Task item:
Below are some records. Return exactly the lines from the one with "String, actual: String" to the one with "not be initialized", and nothing else.

(Collected data entries)
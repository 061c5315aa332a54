//! Error types for backend operations

use std::fmt;

/// Result type for backend operations
pub type Result<T> = std::result::Result<T, BackendError>;

/// Errors that can occur while managing device memory or running a dispatch
#[derive(Debug, thiserror::Error)]
pub enum BackendError {
    /// Invalid buffer handle
    #[error("invalid buffer handle: {0}")]
    InvalidBufferHandle(u64),

    /// Buffer access out of bounds
    #[error("buffer access out of bounds: size {size} > buffer size {buffer_size}")]
    BufferOutOfBounds { size: usize, buffer_size: usize },

    /// A binding does not match the program's parameter declaration
    #[error("type mismatch: expected {expected}, got {actual}")]
    TypeMismatch { expected: String, actual: String },

    /// Array index outside the array
    #[error("index {index} out of bounds for array {token} of length {len}")]
    IndexOutOfBounds { token: String, index: u32, len: usize },

    /// Integer division or remainder by zero
    #[error("integer division by zero in {0}")]
    DivisionByZero(String),

    /// Token read before any value was written to it
    #[error("token {0} read before it was written")]
    Uninitialized(String),

    /// Program error
    #[error("program error: {0}")]
    ProgramError(#[from] crate::isa::ProgramError),

    /// Dispatch exceeded its deadline
    #[error("dispatch exceeded its {timeout_ms} ms deadline")]
    Timeout { timeout_ms: u64 },

    /// Execution error
    #[error("execution error: {0}")]
    ExecutionError(String),

    /// Device could not be initialized
    #[error("device initialization failed: {0}")]
    DeviceInit(String),

    /// Unsupported operation
    #[error("unsupported operation: {0}")]
    UnsupportedOperation(String),
}

impl BackendError {
    /// Create a type mismatch error
    pub fn type_mismatch(expected: impl fmt::Display, actual: impl fmt::Display) -> Self {
        Self::TypeMismatch {
            expected: expected.to_string(),
            actual: actual.to_string(),
        }
    }

    /// Create an execution error
    pub fn execution_error(msg: impl Into<String>) -> Self {
        Self::ExecutionError(msg.into())
    }

    /// Create an unsupported operation error
    pub fn unsupported(msg: impl Into<String>) -> Self {
        Self::UnsupportedOperation(msg.into())
    }

    /// Whether the failure happened inside a running dispatch
    pub fn is_execution_failure(&self) -> bool {
        matches!(
            self,
            Self::IndexOutOfBounds { .. }
                | Self::DivisionByZero(_)
                | Self::Uninitialized(_)
                | Self::Timeout { .. }
                | Self::ExecutionError(_)
        )
    }
}

#[cfg(test)]
mod tests {
    use super::*;

    #[test]
    fn test_helper_constructors() {
        let err = BackendError::type_mismatch("u32", "f32");
        assert_eq!(err.to_string(), "type mismatch: expected u32, got f32");

        let err = BackendError::execution_error("boom");
        assert!(err.is_execution_failure());

        let err = BackendError::unsupported("metal");
        assert!(!err.is_execution_failure());
    }

    #[test]
    fn test_timeout_message() {
        let err = BackendError::Timeout { timeout_ms: 250 };
        assert_eq!(err.to_string(), "dispatch exceeded its 250 ms deadline");
        assert!(err.is_execution_failure());
    }
}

Reply to the task:
    TypeMismatch { expected: String, actual: String },

    /// Array index outside the array
    #[error("index {index} out of bounds for array {token} of length {len}")]
    IndexOutOfBounds { token: String, index: u32, len: usize },

    /// Integer division or remainder by zero
    #[error("integer division by zero in {0}")]
    DivisionByZero(String),

    /// Token read before any value was written to it
    #[error("token {0} read before it was written")]
    Uninitialized(String),

    /// Program error
    #[error("program error: {0}")]
    ProgramError(#[from] crate::isa::ProgramError),

    /// Dispatch exceeded its deadline
    #[error("dispatch exceeded its {timeout_ms} ms deadline")]
    Timeout { timeout_ms: u64 },

    /// Execution error
    #[error("execution error: {0}")]
    ExecutionError(String),

    /// Device could not be initialized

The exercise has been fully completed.